“Elvis
Found Working as Ski Instructor in Alps”
“Family Chat with Santa Claus on Holiday in Caribbean” “Killer Ants on
the March from Mexico” and of course: “Astrologists Confirm New Year Alien
Apocalypse” But if they were only
harmless supermarket tabloid headlines intended for comedic effect all could
be forgiven. But the fact people exist
with professed knowledge of such events is where the reality of humanity takes
over. And for as much as the premise of
the Age of Information would seem to dispel such notions, it may only confuse
matters further, particularly in the religious context. Reality so diffuse across available media,
religion in post-modern life has taken on its own tabloid ambiguity.
John
Kessel’s Good News from Outer Space
is a novel existing at the intersection of Christian doctrine, the mysteriously
unexplained, and the technical and social sides of modern life (at least as it
stood in 1989).

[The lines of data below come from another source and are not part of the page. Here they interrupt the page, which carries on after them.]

//! Medcheck Core Library
//!
//! Symptom-to-condition triage engine for a consumer health app: immutable
//! reference catalogs, a deterministic overlap scorer, the ranking policy,
//! and the fallback policy that keeps results usable when the classifier
//! path is down.
//!
//! # Architecture
//!
//! ```text
//! Reported symptoms ──► Ranking Policy ──► Deterministic Scorer (local path)
//!         │                                        │
//!         │                              filter > threshold, sort, top 3
//!         ▼                                        │
//! Classifier Adapter (medcheck-classifier)         ▼
//!         │                                  Predictions
//!         │ unavailable / failed / inconclusive    │
//!         ▼                                        ▼
//!   Fallback Resolver ──► single flagged     Specialist Directory
//!         prediction                          (provider lookup)
//! ```
//!
//! # Core Principle
//!
//! **The caller always receives an explainable result.** The local path is
//! pure and total; the classifier path recovers through the fallback
//! resolver; only an empty symptom report is rejected.
//!
//! # Modules
//!
//! - [`models`]: Domain types (Symptom, Condition, Prediction, Provider)
//! - [`catalog`]: Immutable symptom/condition catalogs with lookup and search
//! - [`ranking`]: Deterministic scorer and the filter/sort/truncate policy
//! - [`fallback`]: Fallback resolver with injectable selection
//! - [`directory`]: Specialist-to-provider lookup
//! - [`report`]: Prediction enrichment with referrals and advice
//! - [`history`]: Serializable analysis record for the caller's history sink
//! - [`advice`]: Precaution and diet recommendation tables

pub mod advice;
pub mod catalog;
pub mod directory;
pub mod fallback;
pub mod history;
pub mod models;
pub mod ranking;
pub mod report;

// Re-export commonly used types
pub use advice::AdviceSheet;
pub use catalog::{CatalogError, ConditionCatalog, SymptomCatalog};
pub use directory::ProviderDirectory;
pub use fallback::{FallbackPicker, FallbackReason, FallbackResolver, FixedPicker, UniformPicker};
pub use history::HistoryRecord;
pub use models::{Condition, Prediction, PredictionSource, Provider, Symptom, SymptomId};
pub use ranking::{Ranker, CONFIDENCE_THRESHOLD, MAX_PREDICTIONS};
pub use report::{build_report, AnalysisReport, SpecialistReferral};
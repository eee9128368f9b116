//! Analysis report assembly.
//!
//! Joins a prediction list against the provider directory and the advice
//! tables into the shape the caller renders and persists.

use serde::{Deserialize, Serialize};

use crate::advice::{self, AdviceSheet};
use crate::directory::ProviderDirectory;
use crate::models::{Prediction, Provider};

/// Providers recommended for one specialist category.
#[derive(Debug, Clone, Serialize, Deserialize, PartialEq)]
pub struct SpecialistReferral {
    pub specialist: String,
    /// Directory matches in declaration order; legitimately empty for
    /// specialties the directory does not cover
    pub providers: Vec<Provider>,
}

/// A complete analysis result: ranked predictions, specialist referrals,
/// and attached advice.
#[derive(Debug, Clone, Serialize, Deserialize, PartialEq)]
pub struct AnalysisReport {
    pub predictions: Vec<Prediction>,
    pub referrals: Vec<SpecialistReferral>,
    pub advice: AdviceSheet,
}

/// Enrich a prediction list with provider referrals and advice.
///
/// Referrals cover each distinct specialist in prediction order, once.
pub fn build_report(predictions: Vec<Prediction>, directory: &ProviderDirectory) -> AnalysisReport {
    let advice = advice::for_predictions(&predictions);

    let mut referrals: Vec<SpecialistReferral> = Vec::new();
    for prediction in &predictions {
        if referrals
            .iter()
            .any(|r| r.specialist.eq_ignore_ascii_case(&prediction.specialist))
        {
            continue;
        }
        referrals.push(SpecialistReferral {
            specialist: prediction.specialist.clone(),
            providers: directory
                .find_providers(&prediction.specialist)
                .into_iter()
                .cloned()
                .collect(),
        });
    }

    AnalysisReport {
        predictions,
        referrals,
        advice,
    }
}

#[cfg(test)]
mod tests {
    use super::*;
    use crate::models::PredictionSource;

    fn prediction(condition_ref: &str, specialist: &str) -> Prediction {
        Prediction {
            condition_ref: condition_ref.into(),
            name: condition_ref.into(),
            probability: 60,
            specialist: specialist.into(),
            description: String::new(),
            source: PredictionSource::Local,
        }
    }

    #[test]
    fn test_referrals_dedup_specialists_in_order() {
        let directory = ProviderDirectory::builtin();
        let report = build_report(
            vec![
                prediction("common-cold", "General Physician"),
                prediction("flu", "General Physician"),
                prediction("allergies", "Allergist"),
            ],
            &directory,
        );

        assert_eq!(report.referrals.len(), 2);
        assert_eq!(report.referrals[0].specialist, "General Physician");
        assert_eq!(report.referrals[0].providers.len(), 2);
        assert_eq!(report.referrals[1].specialist, "Allergist");
        assert_eq!(report.referrals[1].providers.len(), 1);
    }

    #[test]
    fn test_unknown_specialist_keeps_empty_referral() {
        let directory = ProviderDirectory::builtin();
        let report = build_report(vec![prediction("x", "Sleep Specialist")], &directory);

        assert_eq!(report.referrals.len(), 1);
        assert!(report.referrals[0].providers.is_empty());
    }

    #[test]
    fn test_empty_predictions_build_an_empty_report_with_general_advice() {
        let directory = ProviderDirectory::builtin();
        let report = build_report(Vec::new(), &directory);

        assert!(report.predictions.is_empty());
        assert!(report.referrals.is_empty());
        assert!(!report.advice.precautions.is_empty());
    }
}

Bouncing off religious
fervor, alien encounters, psychoses, and the media, the novel is a darkly
humorous snapshot of that quirky, irrational side of humanity that quests for
knowledge about the underlying reality of existence, and in the absence of said
knowledge, can substitute the thing lying closest to hand with complete
conviction. Witty, coy, and sadly
profound, Kessel writes with his finger on the pulse of humanity’s irrational
tendencies, as scary as they sometimes are.